Pavel Čuxraj chooses an historical theme for his film Vor (1997), but one with strong implications for present-day Russia. Čuxraj, born in 1946 (as is his fictional protagonist, Sanja, in the movie), has discussed Vor as a study of his own generation and of the generation now in power in Russia. This paper presents a close analysis of Čuxraj’s film (in its variant versions) in the context of post-Soviet Russian debates on the Soviet legacy and Russia’s future. I will concentrate on three issues: Čuxraj’s points about blood relationships versus surrogate parentage, the competing sets of images evoked by the movie’s two recurring songs, and the use of road and rudder imagery as symbolic of choices (both individual and national).
Stalin is a constant presence in the daily life presented in the movie, both in portraits, toasts, and other references, and in the figure of Toljan, the thief and surrogate father figure to Sanja. Much of the movie deals with the struggle inside Sanja between his vision of a father he never knew and this interloper in his family.
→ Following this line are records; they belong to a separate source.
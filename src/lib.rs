// lib.rs - ArchiveFinder library
// Purpose: Candidate generation, concurrent probing and signature verification
//          for exposed backup archives

pub mod candidates;
pub mod config;
pub mod fetcher;
pub mod host_tokens;
pub mod metrics;
pub mod prober;
pub mod progress;
pub mod registry;
pub mod scheduler;
pub mod verifier;
pub mod wordlists;

#[cfg(test)]
mod test_support;
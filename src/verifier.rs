// verifier.rs - Archive Signature Verification
// Purpose: Decide from content-type and a bounded body prefix whether a response
//          is a genuine archive of the type its URL claims

use std::collections::HashMap;

/// Bytes read from a body before verification; covers the 512-byte tar header
pub const MAX_BODY_PREFIX: usize = 2048;

const TAR_HEADER_LEN: usize = 512;
const TAR_MAGIC_OFFSET: usize = 257;
const TAR_MAGIC_POSIX: &[u8] = b"ustar\0";
const TAR_MAGIC_GNU: &[u8] = b"ustar";

const ZIP_MAGIC: &[u8] = &[0x50, 0x4B, 0x03, 0x04];
const GZIP_MAGIC: &[u8] = &[0x1F, 0x8B];
const MZ_MAGIC: &[u8] = &[0x4D, 0x5A];

/// Built-in extension → magic prefix table
const DEFAULT_SIGNATURES: &[(&str, &[u8])] = &[
    ("zip", ZIP_MAGIC),
    ("xlsx", ZIP_MAGIC),
    ("rar", &[0x52, 0x61, 0x72, 0x21]),
    ("tar", TAR_MAGIC_POSIX),
    ("tar.gz", GZIP_MAGIC),
    ("gz", GZIP_MAGIC),
    ("7z", &[0x37, 0x7A, 0xBC, 0xAF, 0x27, 0x1C]),
    ("bz2", &[0x42, 0x5A, 0x68]),
    ("dll", MZ_MAGIC),
    ("exe", MZ_MAGIC),
    ("xls", &[0xD0, 0xCF, 0x11, 0xE0, 0xA1, 0xB1, 0x1A, 0xE1]),
];

/// Stateless archive predicate backed by an immutable signature table
#[derive(Debug, Clone)]
pub struct ArchiveVerifier {
    signatures: HashMap<String, Vec<u8>>,
    /// Known extensions, longest first, so `tar.gz` wins over `gz`
    extensions: Vec<String>,
}

impl Default for ArchiveVerifier {
    fn default() -> Self {
        Self::new(
            DEFAULT_SIGNATURES
                .iter()
                .map(|(ext, magic)| (ext.to_string(), magic.to_vec())),
        )
    }
}

impl ArchiveVerifier {
    pub fn new(signatures: impl IntoIterator<Item = (String, Vec<u8>)>) -> Self {
        let signatures: HashMap<String, Vec<u8>> = signatures.into_iter().collect();
        let mut extensions: Vec<String> = signatures.keys().cloned().collect();
        extensions.sort_by(|a, b| b.len().cmp(&a.len()).then_with(|| a.cmp(b)));
        Self {
            signatures,
            extensions,
        }
    }

    /// Known extension the URL ends with, if any
    pub fn extension_of<'a>(&'a self, archive_url: &str) -> Option<&'a str> {
        let lower = archive_url.to_lowercase();
        self.extensions
            .iter()
            .find(|ext| {
                lower
                    .strip_suffix(ext.as_str())
                    .is_some_and(|rest| rest.ends_with('.'))
            })
            .map(String::as_str)
    }

    pub fn verify(&self, body: &[u8], archive_url: &str, content_type: &str) -> bool {
        if content_type.to_lowercase().contains("text/html") {
            return false;
        }
        if body.is_empty() {
            return false;
        }

        let lower_chunk = String::from_utf8_lossy(body).to_lowercase();
        if lower_chunk.contains("<html") || lower_chunk.contains("<!doctype") {
            return false;
        }

        let Some(ext) = self.extension_of(archive_url) else {
            return false;
        };

        if ext == "tar" {
            return is_tar_header(body);
        }

        self.signatures
            .get(ext)
            .is_some_and(|magic| body.starts_with(magic))
    }
}

fn is_tar_header(body: &[u8]) -> bool {
    if body.len() < TAR_HEADER_LEN {
        return false;
    }
    let field = &body[TAR_MAGIC_OFFSET..];
    field.starts_with(TAR_MAGIC_POSIX) || field.starts_with(TAR_MAGIC_GNU)
}

#[cfg(test)]
mod tests {
    use super::*;

    fn with_padding(prefix: &[u8], len: usize) -> Vec<u8> {
        let mut body = prefix.to_vec();
        body.resize(len, 0);
        body
    }

    fn tar_body(len: usize) -> Vec<u8> {
        let mut body = vec![0u8; len];
        if len >= TAR_MAGIC_OFFSET + 6 {
            body[TAR_MAGIC_OFFSET..TAR_MAGIC_OFFSET + 6].copy_from_slice(b"ustar\0");
        }
        body
    }

    #[test]
    fn test_zip_magic_accepted() {
        let verifier = ArchiveVerifier::default();
        let body = with_padding(&[0x50, 0x4B, 0x03, 0x04, 0x14, 0x00], 64);
        assert!(verifier.verify(&body, "https://example.com/backup.zip", "application/zip"));
    }

    #[test]
    fn test_html_content_type_rejected_even_with_magic() {
        let verifier = ArchiveVerifier::default();
        let body = with_padding(&[0x50, 0x4B, 0x03, 0x04], 64);
        assert!(!verifier.verify(&body, "https://example.com/backup.zip", "Text/HTML; charset=utf-8"));
        assert!(!verifier.verify(
            b"<html><body>Not found</body></html>",
            "https://example.com/backup.zip",
            "text/html; charset=utf-8"
        ));
    }

    #[test]
    fn test_html_body_rejected_under_octet_stream() {
        let verifier = ArchiveVerifier::default();
        let mut body = vec![0x1F, 0x8B];
        body.extend_from_slice(b"<!DOCTYPE html><title>oops</title>");
        assert!(!verifier.verify(&body, "https://example.com/site.tar.gz", "application/octet-stream"));
    }

    #[test]
    fn test_empty_body_rejected() {
        let verifier = ArchiveVerifier::default();
        assert!(!verifier.verify(&[], "https://example.com/backup.zip", "application/zip"));
    }

    #[test]
    fn test_magic_table_truth() {
        let verifier = ArchiveVerifier::default();
        for (ext, magic) in DEFAULT_SIGNATURES.iter().filter(|(ext, _)| *ext != "tar") {
            let url = format!("https://example.com/backup.{}", ext);
            let good = with_padding(magic, 128);
            assert!(verifier.verify(&good, &url, "application/octet-stream"), "{}", ext);

            let mut bad = good.clone();
            bad[0] ^= 0xFF;
            assert!(!verifier.verify(&bad, &url, "application/octet-stream"), "{}", ext);
        }
    }

    #[test]
    fn test_tar_requires_full_header() {
        let verifier = ArchiveVerifier::default();
        let url = "https://example.com/backup.tar";
        assert!(verifier.verify(&tar_body(512), url, "application/x-tar"));
        assert!(!verifier.verify(&tar_body(300), url, "application/x-tar"));

        // zip bytes never satisfy a short tar body
        let zip = with_padding(&[0x50, 0x4B, 0x03, 0x04], 200);
        assert!(!verifier.verify(&zip, url, "application/octet-stream"));

        let mut gnu = vec![0u8; 512];
        gnu[TAR_MAGIC_OFFSET..TAR_MAGIC_OFFSET + 8].copy_from_slice(b"ustar  \0");
        assert!(verifier.verify(&gnu, url, "application/x-tar"));
    }

    #[test]
    fn test_extension_detection() {
        let verifier = ArchiveVerifier::default();
        assert_eq!(verifier.extension_of("https://a.com/x.tar.gz"), Some("tar.gz"));
        assert_eq!(verifier.extension_of("https://a.com/x.gz"), Some("gz"));
        assert_eq!(verifier.extension_of("https://a.com/x.tar"), Some("tar"));
        assert_eq!(verifier.extension_of("https://a.com/x.xlsx"), Some("xlsx"));
        assert_eq!(verifier.extension_of("https://a.com/x.sql"), None);
        assert_eq!(verifier.extension_of("https://a.com/zip"), None);
    }

    #[test]
    fn test_unknown_extension_never_verifies() {
        let verifier = ArchiveVerifier::default();
        let body = with_padding(&[0x50, 0x4B, 0x03, 0x04], 64);
        assert!(!verifier.verify(&body, "https://example.com/backup.sql", "application/octet-stream"));
    }
}
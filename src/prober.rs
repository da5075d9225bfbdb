// prober.rs - Concurrent Archive Prober
// Purpose: Bounded worker pool that gate-checks each candidate URL, fetches a body
//          prefix only when the gate passes, verifies it and records findings once per host

use std::sync::{Arc, Mutex};
use std::time::Instant;
use tokio::sync::Semaphore;
use tokio::task::JoinSet;
use url::Url;

use crate::candidates::CandidateUrl;
use crate::fetcher::{Fetcher, ProbeMethod, ProbeResult};
use crate::host_tokens::host_key;
use crate::progress::ScanReporter;
use crate::registry::{FoundHostRegistry, ScanCounters};
use crate::verifier::{ArchiveVerifier, MAX_BODY_PREFIX};

/// Terminal state of one candidate
#[derive(Debug, Clone, Copy, PartialEq, Eq)]
pub enum ProbeOutcome {
    ParseError,
    SkippedHostFound,
    TransportError,
    /// Gate status or content-type ruled the candidate out before any body transfer
    Rejected,
    NotFound,
    Found,
    /// Verified, but another worker already reported this host
    FoundDuplicate,
}

/// Cheap pre-check: only 200/206 responses that look binary are worth a GET
pub fn gate_passes(gate: &ProbeResult) -> bool {
    let content_type = gate.content_type.to_lowercase();
    matches!(gate.status, 200 | 206)
        && (content_type.contains("application") || content_type.contains("octet"))
}

struct ProbeContext {
    fetcher: Arc<dyn Fetcher>,
    verifier: ArchiveVerifier,
    registry: Arc<FoundHostRegistry>,
    counters: Arc<ScanCounters>,
    reporter: Arc<dyn ScanReporter>,
    findings: Mutex<Vec<String>>,
}

impl ProbeContext {
    async fn probe(&self, candidate: &CandidateUrl) -> ProbeOutcome {
        let url = candidate.url.as_str();

        let Some(host) = Url::parse(url).ok().as_ref().and_then(host_key) else {
            return ProbeOutcome::ParseError;
        };

        if self.registry.is_found(&host) {
            return ProbeOutcome::SkippedHostFound;
        }

        let started = Instant::now();

        let gate = match self.fetcher.fetch(url, ProbeMethod::Head, 0).await {
            Ok(gate) => gate,
            Err(e) => {
                self.counters.record_error();
                self.reporter.request_failed(url, &e);
                return ProbeOutcome::TransportError;
            }
        };

        if !gate_passes(&gate) {
            self.reporter.probed(url, gate.status, started.elapsed());
            return ProbeOutcome::Rejected;
        }

        let response = match self.fetcher.fetch(url, ProbeMethod::Get, MAX_BODY_PREFIX).await {
            Ok(response) => response,
            Err(e) => {
                self.counters.record_error();
                self.reporter.request_failed(url, &e);
                return ProbeOutcome::TransportError;
            }
        };
        self.reporter.probed(url, response.status, started.elapsed());

        if response.status != 200
            || !self
                .verifier
                .verify(&response.body, url, &response.content_type)
        {
            return ProbeOutcome::NotFound;
        }

        if !self.registry.try_mark_found(&host) {
            return ProbeOutcome::FoundDuplicate;
        }

        self.counters.record_found();
        match self.findings.lock() {
            Ok(mut findings) => findings.push(url.to_string()),
            Err(poisoned) => poisoned.into_inner().push(url.to_string()),
        }
        self.reporter.found(url);
        ProbeOutcome::Found
    }

    async fn probe_and_count(&self, candidate: CandidateUrl) -> ProbeOutcome {
        let outcome = self.probe(&candidate).await;
        self.counters.record_completed();
        outcome
    }
}

/// Admission-gated pool shared across all chunks of a scan
pub struct ConcurrentProber {
    ctx: Arc<ProbeContext>,
    semaphore: Arc<Semaphore>,
}

impl ConcurrentProber {
    pub fn new(
        concurrency: usize,
        fetcher: Arc<dyn Fetcher>,
        verifier: ArchiveVerifier,
        registry: Arc<FoundHostRegistry>,
        counters: Arc<ScanCounters>,
        reporter: Arc<dyn ScanReporter>,
    ) -> Self {
        Self {
            ctx: Arc::new(ProbeContext {
                fetcher,
                verifier,
                registry,
                counters,
                reporter,
                findings: Mutex::new(Vec::new()),
            }),
            semaphore: Arc::new(Semaphore::new(concurrency.max(1))),
        }
    }

    /// Probes every candidate and returns once all of them have completed.
    /// The producer waits for a free slot before pulling the next candidate.
    pub async fn run_chunk<I>(&self, candidates: I)
    where
        I: IntoIterator<Item = CandidateUrl>,
    {
        let mut tasks = JoinSet::new();

        for candidate in candidates {
            let Ok(permit) = Arc::clone(&self.semaphore).acquire_owned().await else {
                break;
            };
            let ctx = Arc::clone(&self.ctx);

            tasks.spawn(async move {
                let _permit = permit;
                ctx.probe_and_count(candidate).await
            });

            while let Some(joined) = tasks.try_join_next() {
                self.report_join_error(joined);
            }
        }

        while let Some(joined) = tasks.join_next().await {
            self.report_join_error(joined);
        }
    }

    /// Single candidate, bypassing the pool
    pub async fn probe_one(&self, candidate: CandidateUrl) -> ProbeOutcome {
        self.ctx.probe_and_count(candidate).await
    }

    /// URLs reported as found so far, in report order
    pub fn findings(&self) -> Vec<String> {
        match self.ctx.findings.lock() {
            Ok(findings) => findings.clone(),
            Err(poisoned) => poisoned.into_inner().clone(),
        }
    }

    fn report_join_error(&self, joined: Result<ProbeOutcome, tokio::task::JoinError>) {
        if let Err(e) = joined {
            // the task died before counting its candidate
            self.ctx.counters.record_completed();
            self.ctx
                .reporter
                .info(&format!("probe task aborted: {}", e));
        }
    }
}
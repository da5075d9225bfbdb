// config.rs - Scan Configuration
// Purpose: Immutable scan parameters shared read-only by every worker

use anyhow::{bail, Result};
use std::path::PathBuf;
use std::sync::Arc;
use std::time::Duration;

use crate::wordlists::Intensity;

/// Which candidate blocks the generator emits
#[derive(Debug, Clone, Copy, PartialEq, Eq, Default)]
pub struct ScanMode {
    /// Skip the static wordlist block
    pub only_dynamic: bool,
    /// Skip every dynamic block
    pub disable_dynamic: bool,
}

impl ScanMode {
    pub fn static_enabled(&self) -> bool {
        !self.only_dynamic
    }

    pub fn dynamic_enabled(&self) -> bool {
        !self.disable_dynamic
    }
}

/// Per-module toggles for the dynamic candidate blocks
#[derive(Debug, Clone, Copy, PartialEq, Eq, Default)]
pub struct ModuleToggles {
    pub years: bool,
    pub date: bool,
    pub domain_parts: bool,
    pub first_chars: bool,
}

impl ModuleToggles {
    pub fn all() -> Self {
        Self {
            years: true,
            date: true,
            domain_parts: true,
            first_chars: true,
        }
    }

    pub fn any(&self) -> bool {
        self.years || self.date || self.domain_parts || self.first_chars
    }
}

/// HTTP transport used for probing
#[derive(Debug, Clone, Copy, PartialEq, Eq, Default)]
pub enum FetcherKind {
    /// HEAD gate followed by a streamed GET
    #[default]
    Standard,
    /// HTTP/1.1-only client using a one-byte ranged GET as the gate
    Lean,
}

/// Resolved word, extension and folder tables
#[derive(Debug, Clone)]
pub struct WordTables {
    pub base_paths: Arc<[String]>,
    pub extensions: Arc<[String]>,
    pub backup_folders: Arc<[String]>,
}

impl WordTables {
    pub fn new<S: AsRef<str>>(base_paths: &[S], extensions: &[S], backup_folders: &[S]) -> Self {
        let owned = |items: &[S]| -> Arc<[String]> {
            items.iter().map(|s| s.as_ref().to_string()).collect()
        };
        Self {
            base_paths: owned(base_paths),
            extensions: owned(extensions),
            backup_folders: owned(backup_folders),
        }
    }
}

#[derive(Debug, Clone)]
pub struct Config {
    pub hosts_file: PathBuf,
    pub timeout: Duration,
    pub concurrency: usize,
    pub chunk_size: usize,
    pub intensity: Intensity,
    pub user_words: Vec<String>,
    pub user_extensions: Vec<String>,
    pub user_backup_folders: Vec<String>,
    pub mode: ScanMode,
    pub modules: ModuleToggles,
    pub fetcher: FetcherKind,
    pub shuffle: bool,
    pub verbose: bool,
    pub json_summary: bool,
}

impl Default for Config {
    fn default() -> Self {
        Self {
            hosts_file: PathBuf::new(),
            timeout: Duration::from_secs(60),
            concurrency: 2500,
            chunk_size: 500,
            intensity: Intensity::Medium,
            user_words: Vec::new(),
            user_extensions: Vec::new(),
            user_backup_folders: Vec::new(),
            mode: ScanMode::default(),
            modules: ModuleToggles::default(),
            fetcher: FetcherKind::Standard,
            shuffle: false,
            verbose: false,
            json_summary: false,
        }
    }
}

impl Config {
    /// Intensity presets with any user overrides applied
    pub fn tables(&self) -> WordTables {
        fn pick(user: &[String], preset: &[&str]) -> Vec<String> {
            if user.is_empty() {
                preset.iter().map(|s| s.to_string()).collect()
            } else {
                user.to_vec()
            }
        }

        WordTables::new(
            &pick(&self.user_words, self.intensity.base_paths()),
            &pick(&self.user_extensions, self.intensity.extensions()),
            &pick(&self.user_backup_folders, self.intensity.backup_folders()),
        )
    }

    pub fn validate(&self) -> Result<()> {
        if self.hosts_file.as_os_str().is_empty() {
            bail!("a hosts file is required (--hosts <FILE>)");
        }
        if self.concurrency == 0 {
            bail!("concurrency must be at least 1");
        }
        if self.chunk_size == 0 {
            bail!("chunk size must be at least 1");
        }
        if self.timeout.is_zero() {
            bail!("timeout must be greater than zero");
        }
        if self.mode.only_dynamic && self.mode.disable_dynamic {
            bail!("--only-dynamic-entries and --disable-dynamic-entries cannot be combined");
        }

        let tables = self.tables();
        if tables.extensions.is_empty() {
            bail!("no extensions configured");
        }
        if self.mode.static_enabled() && tables.base_paths.is_empty() {
            bail!("no base words configured for the static block");
        }
        Ok(())
    }
}

/// Splits a comma-separated CLI list, trimming items and dropping empty ones
pub fn split_list(raw: &str) -> Vec<String> {
    raw.split(',')
        .map(|item| item.trim().to_string())
        .filter(|item| !item.is_empty())
        .collect()
}

#[cfg(test)]
mod tests {
    use super::*;

    fn valid_config() -> Config {
        Config {
            hosts_file: PathBuf::from("hosts.txt"),
            ..Config::default()
        }
    }

    #[test]
    fn test_split_list() {
        assert_eq!(split_list(" zip, tar.gz ,,rar"), vec!["zip", "tar.gz", "rar"]);
        assert!(split_list("").is_empty());
    }

    #[test]
    fn test_user_overrides_replace_presets() {
        let mut config = valid_config();
        config.intensity = Intensity::Small;
        config.user_extensions = vec!["7z".to_string()];

        let tables = config.tables();
        assert_eq!(&*tables.extensions, &["7z".to_string()]);
        assert_eq!(tables.base_paths.len(), Intensity::Small.base_paths().len());
        assert_eq!(tables.backup_folders.len(), Intensity::Small.backup_folders().len());
    }

    #[test]
    fn test_validate_rejects_contradictory_modes() {
        let mut config = valid_config();
        assert!(config.validate().is_ok());

        config.mode = ScanMode {
            only_dynamic: true,
            disable_dynamic: true,
        };
        assert!(config.validate().is_err());
    }

    #[test]
    fn test_validate_rejects_missing_hosts_and_zero_limits() {
        assert!(Config::default().validate().is_err());

        let mut config = valid_config();
        config.concurrency = 0;
        assert!(config.validate().is_err());

        let mut config = valid_config();
        config.chunk_size = 0;
        assert!(config.validate().is_err());
    }
}
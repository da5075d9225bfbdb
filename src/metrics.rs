// metrics.rs - Scan Summary
// Purpose: Snapshot counters and findings at the end of a scan and render them
//          as colored text or JSON

use chrono::{DateTime, Utc};
use colored::*;
use serde::{Deserialize, Serialize};

use crate::config::Config;
use crate::registry::ScanCounters;

/// End-of-scan statistics, printed as text or JSON
#[derive(Debug, Clone, Serialize, Deserialize)]
pub struct ScanSummary {
    pub scan_id: String,
    pub hosts_file: String,
    pub intensity: String,
    pub concurrency: usize,
    pub chunk_size: usize,
    pub start_time: DateTime<Utc>,
    pub end_time: Option<DateTime<Utc>>,
    pub duration_seconds: f64,

    pub hosts_processed: u64,
    pub requests_completed: u64,
    pub transport_errors: u64,
    pub archives_found: u64,
    pub found_urls: Vec<String>,
}

impl ScanSummary {
    pub fn start(config: &Config) -> Self {
        Self {
            scan_id: uuid::Uuid::new_v4().to_string(),
            hosts_file: config.hosts_file.display().to_string(),
            intensity: config.intensity.to_string(),
            concurrency: config.concurrency,
            chunk_size: config.chunk_size,
            start_time: Utc::now(),
            end_time: None,
            duration_seconds: 0.0,
            hosts_processed: 0,
            requests_completed: 0,
            transport_errors: 0,
            archives_found: 0,
            found_urls: Vec::new(),
        }
    }

    /// Snapshots the counters and computes the duration
    pub fn finalize(&mut self, counters: &ScanCounters, found_urls: Vec<String>) {
        let end = Utc::now();
        self.end_time = Some(end);
        self.duration_seconds = (end - self.start_time).num_milliseconds() as f64 / 1000.0;

        self.hosts_processed = counters.hosts();
        self.requests_completed = counters.completed();
        self.transport_errors = counters.errors();
        self.archives_found = counters.found();
        self.found_urls = found_urls;
    }

    pub fn to_json(&self) -> anyhow::Result<String> {
        Ok(serde_json::to_string_pretty(self)?)
    }

    pub fn summary(&self) -> String {
        let mut summary = format!(
            "{}\n\
             - Scan ID: {}\n\
             - Hosts processed: {}\n\
             - Requests completed: {}\n\
             - Transport errors: {}\n\
             - Archives found: {}\n\
             - Duration: {:.2}s\n",
            "Scan summary".cyan().bold(),
            self.scan_id,
            self.hosts_processed,
            self.requests_completed,
            self.transport_errors,
            self.archives_found.to_string().green().bold(),
            self.duration_seconds
        );

        for url in &self.found_urls {
            summary.push_str(&format!("  {} {}\n", "└─".cyan(), url.green()));
        }

        summary
    }
}
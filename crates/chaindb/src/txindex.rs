//! Transaction index record: where a transaction lives on disk and which
//! of its outputs have been spent.

use nucleon_primitives::encoding::{Decodable, DecodeError, Decoder, Encodable, Encoder};

/// Position of a serialized transaction inside the block files.
#[derive(Clone, Copy, Debug, Eq, PartialEq, Hash)]
pub struct DiskTxPos {
    pub file: u32,
    pub block_pos: u32,
    pub tx_pos: u32,
}

impl DiskTxPos {
    pub fn new(file: u32, block_pos: u32, tx_pos: u32) -> Self {
        Self {
            file,
            block_pos,
            tx_pos,
        }
    }

    /// The all-ones sentinel marks an unspent slot on disk.
    pub fn null() -> Self {
        Self {
            file: u32::MAX,
            block_pos: u32::MAX,
            tx_pos: u32::MAX,
        }
    }

    pub fn is_null(&self) -> bool {
        *self == Self::null()
    }
}

impl Encodable for DiskTxPos {
    fn encode_to(&self, encoder: &mut Encoder) {
        encoder.write_u32_le(self.file);
        encoder.write_u32_le(self.block_pos);
        encoder.write_u32_le(self.tx_pos);
    }
}

impl Decodable for DiskTxPos {
    fn decode_from(decoder: &mut Decoder) -> Result<Self, DecodeError> {
        let file = decoder.read_u32_le()?;
        let block_pos = decoder.read_u32_le()?;
        let tx_pos = decoder.read_u32_le()?;
        Ok(Self {
            file,
            block_pos,
            tx_pos,
        })
    }
}

/// One entry per indexed transaction: its disk position plus a spent
/// marker per output. `None` means unspent; `Some(pos)` names the disk
/// position of the spending transaction.
#[derive(Clone, Debug, Eq, PartialEq)]
pub struct TxIndexEntry {
    pub pos: DiskTxPos,
    pub spent: Vec<Option<DiskTxPos>>,
}

impl TxIndexEntry {
    /// Fresh entry for a transaction with `n_outputs` outputs, all unspent.
    pub fn new(pos: DiskTxPos, n_outputs: usize) -> Self {
        Self {
            pos,
            spent: vec![None; n_outputs],
        }
    }
}

impl Encodable for TxIndexEntry {
    fn encode_to(&self, encoder: &mut Encoder) {
        self.pos.encode_to(encoder);
        encoder.write_compact_size(self.spent.len() as u64);
        for marker in &self.spent {
            marker.unwrap_or_else(DiskTxPos::null).encode_to(encoder);
        }
    }
}

impl Decodable for TxIndexEntry {
    fn decode_from(decoder: &mut Decoder) -> Result<Self, DecodeError> {
        let pos = DiskTxPos::decode_from(decoder)?;
        let count = decoder.read_compact_size()?;
        let mut spent = Vec::with_capacity(count.min(1024) as usize);
        for _ in 0..count {
            let marker = DiskTxPos::decode_from(decoder)?;
            spent.push(if marker.is_null() { None } else { Some(marker) });
        }
        Ok(Self { pos, spent })
    }
}
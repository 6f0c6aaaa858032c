//! In-memory chain state threaded through the loader, verifier, and the
//! block-acceptance layer above.

use std::collections::HashSet;

use nucleon_consensus::Hash256;
use nucleon_primitives::outpoint::OutPoint;
use nucleon_storage::KeyValueStore;
use primitive_types::U256;

use crate::db::ChainDb;
use crate::error::ChainDbError;
use crate::index::{ChainIndex, NodeId};

pub struct ChainState {
    pub index: ChainIndex,
    pub best: Option<NodeId>,
    pub best_height: i32,
    pub best_chain_trust: U256,
    pub best_invalid_trust: U256,
    pub sync_checkpoint: Hash256,
    /// `(stake prevout, stake time)` pairs seen in loaded proof-of-stake
    /// blocks, used by the acceptance layer to reject duplicate stakes.
    pub stake_seen: HashSet<(OutPoint, u32)>,
}

impl ChainState {
    pub fn new() -> Self {
        Self {
            index: ChainIndex::new(),
            best: None,
            best_height: 0,
            best_chain_trust: U256::zero(),
            best_invalid_trust: U256::zero(),
            sync_checkpoint: [0u8; 32],
            stake_seen: HashSet::new(),
        }
    }

    pub fn best_hash(&self) -> Option<Hash256> {
        self.best.map(|id| self.index.get(id).hash)
    }

    /// Point the best-chain fields at `id`.
    pub fn set_best(&mut self, id: NodeId) {
        let node = self.index.get(id);
        self.best_height = node.height;
        self.best_chain_trust = node.chain_trust;
        self.best = Some(id);
    }

    /// Look up a block by hash, falling back to the store for entries the
    /// bulk load has not seen. A lazily loaded node carries its disk
    /// fields but no derived chain trust.
    pub fn find_or_load<S: KeyValueStore>(
        &mut self,
        db: &ChainDb<S>,
        hash: &Hash256,
    ) -> Result<Option<NodeId>, ChainDbError> {
        if let Some(id) = self.index.lookup(hash) {
            return Ok(Some(id));
        }
        let Some(disk) = db.read_block_index(hash)? else {
            return Ok(None);
        };
        Ok(self.index.adopt(&disk))
    }

    /// Whether a block index entry exists in memory or on disk.
    pub fn contains<S: KeyValueStore>(
        &self,
        db: &ChainDb<S>,
        hash: &Hash256,
    ) -> Result<bool, ChainDbError> {
        if self.index.contains(hash) {
            return Ok(true);
        }
        db.contains_block_index(hash)
    }
}

impl Default for ChainState {
    fn default() -> Self {
        Self::new()
    }
}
Toljan claims that Stalin is his father, and emphasizes the blood relationship to Sanja with the use of “rodnoj.” Similarly, Toljan insists that Sanja treat him as a real father; throughout much of the movie Sanja resists, but as Toljan is driven away to the camps the boy runs after him crying “Papka rodnen′kij.” My paper explores Čuxraj’s symbolic use of this contrast.
Paralleling Mixalkov’s use of the tango “Utomlennoe solnce” in Utomlennye solncem, Čuxraj weaves two songs through Vor. These songs do more than simply evoke the period through its music. Both are closely linked to Toljan, but to two very different aspects of what he represents in the movie. The minor-key verses of “Èx, Dorogi” (words L. Osanin, music A. Novikov) let Toljan, in his guise of Red Army soldier, appropriate the hardships in the song for himself and join in comradeship with others. It is one of the key elements in creating the illusion of solidarity on which Toljan relies. The Russian version of “La Paloma,” on the other hand, is linked in the movie to the contrasts between surface and essence that Toljan embodies and the wish-fulfillment that he offers from the movie’s first scene. Its associations are escapism but also the degradation inherent in Toljan’s deception.
Čuxraj uses recurring imagery of roads, railways, and rudders to raise issues of Sanja’s future path and that of his country. Toljan (who pays only passing attention to Sanja’s mother Katja) seems genuinely interested in instructing the boy. Sanja, seen near the end with a bicycle handlebar (rul′), seems to be following the path of his Stalinesque mentor—and of Stalin the Helmsman himself. In considering Čuxraj’s commentary on his generation and on contemporary Russia’s plight, I analyze the implications of the scenes missing from the American release of the movie (most importantly the ending scene set in the post-Soviet Russia).